Thursday, October 21, 2004
PHONY AS A…Dear readers, take note. Nothing says I Love Squid quite like a big fat check. Yes, Squid likes getting money in the mail. No, it doesn’t happen nearly enough. All right, it never happens. But a mollusk can dream, no?
Squid felt lucky recently, receiving a long security envelope in the mail. (And speaking of security envelopes, what’s the point? Sure, they are thicker than most, and the dark blue shading prevents the outline of a check from showing through. But the fact that one’s using a security envelope practically screams, “money enclosed.”)
So, Squid got the envelope, assumed it held big bucks inside, and nearly inked Squidself upon seeing…money! Upon further inspection, and much to Squid’s dismay, the money was phony money—a three-dollar bill, with a big picture of Ila Mettee-McCutchon’s face in its center. One side reads, “I help my friends.” The other says, “It’s my way or the highway.” and Squid chooses to overlook the misspellings: “Phoney [sic] as phoney [sic] does.” Sure it’s slightly clever and most definitely snarky, but Squid’s still holding out for real cash. Unless this three-dollar-bill works at Rollick’s, anyway.
MORE POLITICAL INTRIGUE…When they say small-town politics are downright nasty, yes, in fact, they are talking about Marina. According to a tipster, some Marina incumbents are trying to silence the opposition the old-fashioned way: By quashing candidates’ First Amendment rights. So Squid picked up the phone—not an easy task without opposable thumbs—and dialed City Council candidate Richard Boynton to get the scoop. What did happen on that fateful day, last Saturday to be exact, at the Marina Air Fair, which by the way is held on city property, sponsored by the city and open to the public at no charge?
“I was told by Mayor Ila Mettee-McCutchon that I could not pass out [campaign] literature on city property,” Boynton says. “I haven’t memorized the entire city code; I just took her at her word. And not being inclined to make a stink about it, ‘oh if that’s the way it is,’ I stopped handing out paper. But I continued to talk to people.”
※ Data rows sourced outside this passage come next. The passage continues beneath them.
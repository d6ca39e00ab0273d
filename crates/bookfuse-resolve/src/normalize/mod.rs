//! Maps source-shaped records onto the canonical attribute schema.

pub mod fields;
pub mod mapping;

use bookfuse_core::config::NormalizeConfig;
use bookfuse_core::{BookAttributes, CanonicalField, NormalizedRecord, RawSourceRecord};
use tracing::debug;

use crate::error::Result;
use crate::identifiers::{
    convert_isbn10_to_13, extract_isbn_from_text, extract_isbns, validate_isbn13,
};
use fields::{
    normalize_currency, normalize_isbn10, normalize_isbn13, normalize_language, normalize_title,
    parse_count, parse_date, parse_number, split_list, value_text,
};
pub use mapping::{FieldMappingTable, SourceMapping};

#[derive(Debug, Clone)]
pub struct Normalizer {
    mapping: FieldMappingTable,
    list_separators: Vec<String>,
    language_max_len: usize,
    derive_isbn13_from_isbn10: bool,
}

impl Default for Normalizer {
    fn default() -> Self {
        let config = NormalizeConfig::default();
        Self {
            mapping: FieldMappingTable::default(),
            list_separators: config.list_separators,
            language_max_len: config.language_max_len,
            derive_isbn13_from_isbn10: config.derive_isbn13_from_isbn10,
        }
    }
}

impl Normalizer {
    pub fn new() -> Self {
        Self::default()
    }

    pub fn from_config(config: &NormalizeConfig) -> Result<Self> {
        Ok(Self {
            mapping: FieldMappingTable::with_overrides(&config.field_overrides)?,
            list_separators: config.list_separators.clone(),
            language_max_len: config.language_max_len,
            derive_isbn13_from_isbn10: config.derive_isbn13_from_isbn10,
        })
    }

    pub fn with_isbn13_derivation(mut self, enabled: bool) -> Self {
        self.derive_isbn13_from_isbn10 = enabled;
        self
    }

    pub fn normalize_all(&self, records: &[RawSourceRecord]) -> Vec<NormalizedRecord> {
        records.iter().map(|record| self.normalize(record)).collect()
    }

    /// Never fails: attributes that cannot be normalized become absent.
    pub fn normalize(&self, raw: &RawSourceRecord) -> NormalizedRecord {
        use CanonicalField as F;

        let mapping = self.mapping.for_source(raw.source);
        let lookup = |field| mapping.lookup(raw, field);

        let mut record = NormalizedRecord::new(raw.source, raw.source_file.clone(), raw.row_number);
        record.ingested_at = raw.ingested_at;
        if let Some(id) = mapping.lookup_source_id(raw).and_then(value_text) {
            record.source_id = id;
        }

        let mut attrs = BookAttributes::default();

        if let Some((display, normalized)) = lookup(F::Title).and_then(normalize_title) {
            attrs.title = Some(display);
            record.title_normalized = Some(normalized);
        }
        attrs.authors = lookup(F::Authors)
            .map(|v| split_list(v, &self.list_separators))
            .unwrap_or_default();
        attrs.category = lookup(F::Category)
            .map(|v| split_list(v, &self.list_separators))
            .unwrap_or_default();

        attrs.isbn13 = lookup(F::Isbn13).and_then(normalize_isbn13);
        attrs.isbn10 = lookup(F::Isbn10).and_then(normalize_isbn10);
        if attrs.isbn13.is_none() && attrs.isbn10.is_none() {
            self.fill_isbns_from_text(mapping, raw, &mut attrs);
        }
        if self.derive_isbn13_from_isbn10 && attrs.isbn13.is_none() {
            attrs.isbn13 = attrs.isbn10.as_deref().and_then(convert_isbn10_to_13);
        }

        attrs.publication_date = lookup(F::PublicationDate).and_then(parse_date);
        attrs.language = lookup(F::Language).and_then(|v| normalize_language(v, self.language_max_len));
        attrs.publisher = lookup(F::Publisher).and_then(value_text);
        attrs.rating = lookup(F::Rating).and_then(parse_number);
        attrs.ratings_count = lookup(F::RatingsCount).and_then(parse_count);
        attrs.price_amount = lookup(F::PriceAmount).and_then(parse_number);
        attrs.price_currency = lookup(F::PriceCurrency).and_then(normalize_currency);

        record.attrs = attrs;
        debug!(
            source = %record.source,
            row = record.row_number,
            absent = record.attrs.absent_count(),
            "normalized record"
        );
        record
    }

    /// ISBNs from free-text fields such as URLs. A label-introduced ISBN
    /// (`ISBN-13: ...`) wins over a bare digit run.
    fn fill_isbns_from_text(
        &self,
        mapping: &SourceMapping,
        raw: &RawSourceRecord,
        attrs: &mut BookAttributes,
    ) {
        for value in mapping.isbn_text_values(raw) {
            let Some(text) = value.as_str() else {
                continue;
            };
            if let Some(isbn) = extract_isbn_from_text(text) {
                if isbn.parsed_from_isbn10() {
                    if attrs.isbn10.is_none() {
                        attrs.isbn10 = isbn.isbn10;
                    }
                } else if attrs.isbn13.is_none() {
                    attrs.isbn13 = Some(isbn.isbn13);
                }
            }

            let (isbn10, isbn13) = extract_isbns(text);
            if attrs.isbn13.is_none() {
                attrs.isbn13 = isbn13.filter(|s| validate_isbn13(s));
            }
            if attrs.isbn10.is_none() {
                attrs.isbn10 = isbn10;
            }
        }
    }
}
use std::fs;
use std::path::Path;

use bookfuse_core::storage::artifacts::load_quality_report;
use bookfuse_core::{AppConfig, CanonicalField, CatalogError, SourceKind};
use bookfuse_resolve::{KeyResolver, Pipeline, ResolveError, RunOptions};
use tempfile::TempDir;

const SCRAPE_JSON: &str = r#"{
  "scraped_at": "2024-05-01T12:00:00Z",
  "books": [
    {
      "title": "Sapiens: A Brief History of Humankind",
      "author": "Yuval Noah Harari",
      "isbn13": "9780062316097",
      "rating": "4.39",
      "ratings_count": "1,043,512",
      "book_url": "https://www.goodreads.com/book/show/23692271-sapiens"
    },
    {
      "title": "sapiens",
      "author": "Yuval Noah Harari",
      "book_url": "https://www.goodreads.com/book/show/1-sapiens"
    },
    {
      "title": "",
      "book_url": "https://www.goodreads.com/book/show/2"
    }
  ]
}"#;

const API_CSV: &str = "\
gb_id,title,authors,isbn13,isbn10,pub_date,language,publisher,categories,price_amount,price_currency
g1,Sapiens,Yuval Noah Harari,978-0-06-231609-7,,2015-02-10,en,Harper,History; Anthropology,14.99,usd
g2,,,,,,,,,,
g3,Dune,Frank Herbert,,0441013597,1990-09-01,en-US,Ace,Fiction,9.99,USD
";

fn landing(dir: &Path) -> AppConfig {
    let landing = dir.join("landing");
    fs::create_dir_all(&landing).unwrap();
    fs::write(landing.join("goodreads_books.json"), SCRAPE_JSON).unwrap();
    fs::write(landing.join("googlebooks_books.csv"), API_CSV).unwrap();

    let mut config = AppConfig::default();
    config.paths.landing_dir = landing.to_string_lossy().to_string();
    config.set_output_root(dir);
    config
}

#[test]
fn run_reconciles_both_sources_and_writes_artifacts() {
    let dir = TempDir::new().unwrap();
    let config = landing(dir.path());

    let outcome = Pipeline::from_config(&config)
        .unwrap()
        .run(&config, RunOptions::default())
        .unwrap();
    let out = &outcome.reconciled;

    assert_eq!(out.details.len(), 6);
    assert_eq!(out.canonical.len(), 4);

    let keys: Vec<&str> = out.canonical.iter().map(|c| c.dup_key.as_str()).collect();
    assert_eq!(keys[0], "9780062316097");
    assert_eq!(keys[2], KeyResolver::new().degenerate_key());

    let sapiens = &out.canonical[0];
    assert_eq!(sapiens.winning_source, SourceKind::BibliographicApi);
    assert_eq!(sapiens.member_count, 2);
    assert_eq!(sapiens.attrs.title.as_deref(), Some("Sapiens"));
    assert_eq!(sapiens.attrs.language.as_deref(), Some("en"));
    assert_eq!(sapiens.attrs.rating, Some(4.39));
    assert_eq!(sapiens.attrs.ratings_count, Some(1_043_512));
    assert_eq!(sapiens.attrs.category, vec!["History", "Anthropology"]);
    assert_eq!(sapiens.attrs.price_currency.as_deref(), Some("USD"));
    assert_eq!(sapiens.origins(CanonicalField::Title)[0].source_id, "g1");
    let rating_origin = &sapiens.origins(CanonicalField::Rating)[0];
    assert_eq!(rating_origin.source, SourceKind::CatalogScrape);
    assert_eq!(
        rating_origin.source_id,
        "https://www.goodreads.com/book/show/23692271-sapiens"
    );

    let fallback = &out.canonical[1];
    assert_eq!(fallback.attrs.title.as_deref(), Some("sapiens"));
    assert_eq!(fallback.member_count, 1);

    let degenerate = &out.canonical[2];
    assert_eq!(degenerate.member_count, 2);

    let dune = &out.canonical[3];
    assert_eq!(dune.attrs.isbn10.as_deref(), Some("0441013597"));
    assert_eq!(dune.attrs.language.as_deref(), Some("en-us"));

    let report = &outcome.report;
    assert_eq!(report.input_record_count, 6);
    assert_eq!(report.record_count, 4);
    assert_eq!(report.duplicate_count, 2);
    assert_eq!(report.pct_valid_isbn13, 25.0);
    assert_eq!(report.rows_per_source["catalog-scrape"], 3);
    assert_eq!(report.rows_per_source["bibliographic-api"], 3);
    assert_eq!(report.sources.len(), 2);
    assert_eq!(report.rejected_row_count, 0);

    let paths = outcome.artifacts.as_ref().unwrap();
    for path in [
        &paths.canonical_parquet,
        &paths.canonical_csv,
        &paths.detail_parquet,
        &paths.detail_csv,
        &paths.provenance_parquet,
        &paths.provenance_csv,
        &paths.quality_report,
        &paths.schema_doc,
    ] {
        assert!(path.exists(), "missing {}", path.display());
    }

    let detail_csv = fs::read_to_string(&paths.detail_csv).unwrap();
    assert_eq!(detail_csv.lines().count(), 7);

    let provenance_csv = fs::read_to_string(&paths.provenance_csv).unwrap();
    assert!(provenance_csv.starts_with("dup_key,field,position,source,source_id"));
    assert!(provenance_csv.contains(
        "9780062316097,rating,1,catalog-scrape,https://www.goodreads.com/book/show/23692271-sapiens"
    ));

    let stored = load_quality_report(&paths.quality_report).unwrap();
    assert_eq!(stored.run_id, report.run_id);
    assert_eq!(stored.record_count, 4);
}

#[test]
fn detail_rows_link_back_to_their_groups() {
    let dir = TempDir::new().unwrap();
    let config = landing(dir.path());

    let outcome = Pipeline::new()
        .run(&config, RunOptions { dry_run: true })
        .unwrap();
    let out = &outcome.reconciled;

    for detail in &out.details {
        assert!(out.canonical.iter().any(|c| c.dup_key == detail.dup_key));
    }
    assert_eq!(out.details[3].source_id, "g1");
    assert_eq!(out.details[3].row_number, 1);
    assert_eq!(out.details[0].dup_key, out.details[3].dup_key);
    assert_ne!(out.details[1].dup_key, out.details[0].dup_key);
}

#[test]
fn dry_run_writes_nothing() {
    let dir = TempDir::new().unwrap();
    let config = landing(dir.path());

    let outcome = Pipeline::new()
        .run(&config, RunOptions { dry_run: true })
        .unwrap();
    assert!(outcome.artifacts.is_none());
    assert!(!dir.path().join("standard").exists());
    assert!(!dir.path().join("docs").exists());
}

#[test]
fn rerun_produces_identical_canonical_output() {
    let dir = TempDir::new().unwrap();
    let config = landing(dir.path());
    let pipeline = Pipeline::new();

    let first = pipeline.run(&config, RunOptions { dry_run: true }).unwrap();
    let second = pipeline.run(&config, RunOptions { dry_run: true }).unwrap();
    assert_eq!(first.reconciled.canonical, second.reconciled.canonical);
}

#[test]
fn missing_source_is_structural_error() {
    let dir = TempDir::new().unwrap();
    let config = landing(dir.path());
    fs::remove_file(config.api_path()).unwrap();

    let err = Pipeline::new().run(&config, RunOptions::default()).unwrap_err();
    assert!(err.is_structural());
    assert!(matches!(
        err,
        ResolveError::Catalog(CatalogError::SourceMissing(ref path)) if path.ends_with("googlebooks_books.csv")
    ));
    assert!(!dir.path().join("standard").exists());
}

#[test]
fn malformed_landing_rows_are_counted_not_fatal() {
    let dir = TempDir::new().unwrap();
    let config = landing(dir.path());
    let mut csv = API_CSV.to_string();
    csv.push_str("g4,Emma,Jane Austen,,,1815-12-23,en,Murray,Fiction,5.99,GBP,extra\n");
    fs::write(config.api_path(), csv).unwrap();

    let outcome = Pipeline::new()
        .run(&config, RunOptions { dry_run: true })
        .unwrap();
    assert_eq!(outcome.reconciled.details.len(), 6);
    assert_eq!(outcome.report.rejected_row_count, 1);

    let api = outcome
        .report
        .sources
        .iter()
        .find(|s| s.source == SourceKind::BibliographicApi)
        .unwrap();
    assert_eq!(api.row_count, 3);
    assert_eq!(api.rejected_rows, 1);
    assert!(
        outcome
            .report
            .checks
            .iter()
            .any(|c| c.name == "landing_rows_readable" && !c.passed && !c.blocking)
    );
}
No need to make a stink, Boynton. Leave the dirty work to Squid.
Squid wanted to talk city code with Marina City Attorney Robert Wellington directly, but at press time, with Squid’s editor breathing down Squid’s neck (if Squid can be said to have a neck), Wellington hadn’t called back. Maybe he prefers talking to judges and clients—in other words, humans—more than talking to mollusks. Whatever. But according to an e-mail exchange between sitting Marina Councilman Ken Gray—who is not up for reelection in November—and Wellington, passing out political literature at a public event is considered free speech and is “absolutely” protected by the First Amendment.
But Squid has a hunch the powers-that-be may have cause to tap political opponents’ phone lines, or search their library records under the Patriot Act. Ah, yes, John Ashcroft would be so proud.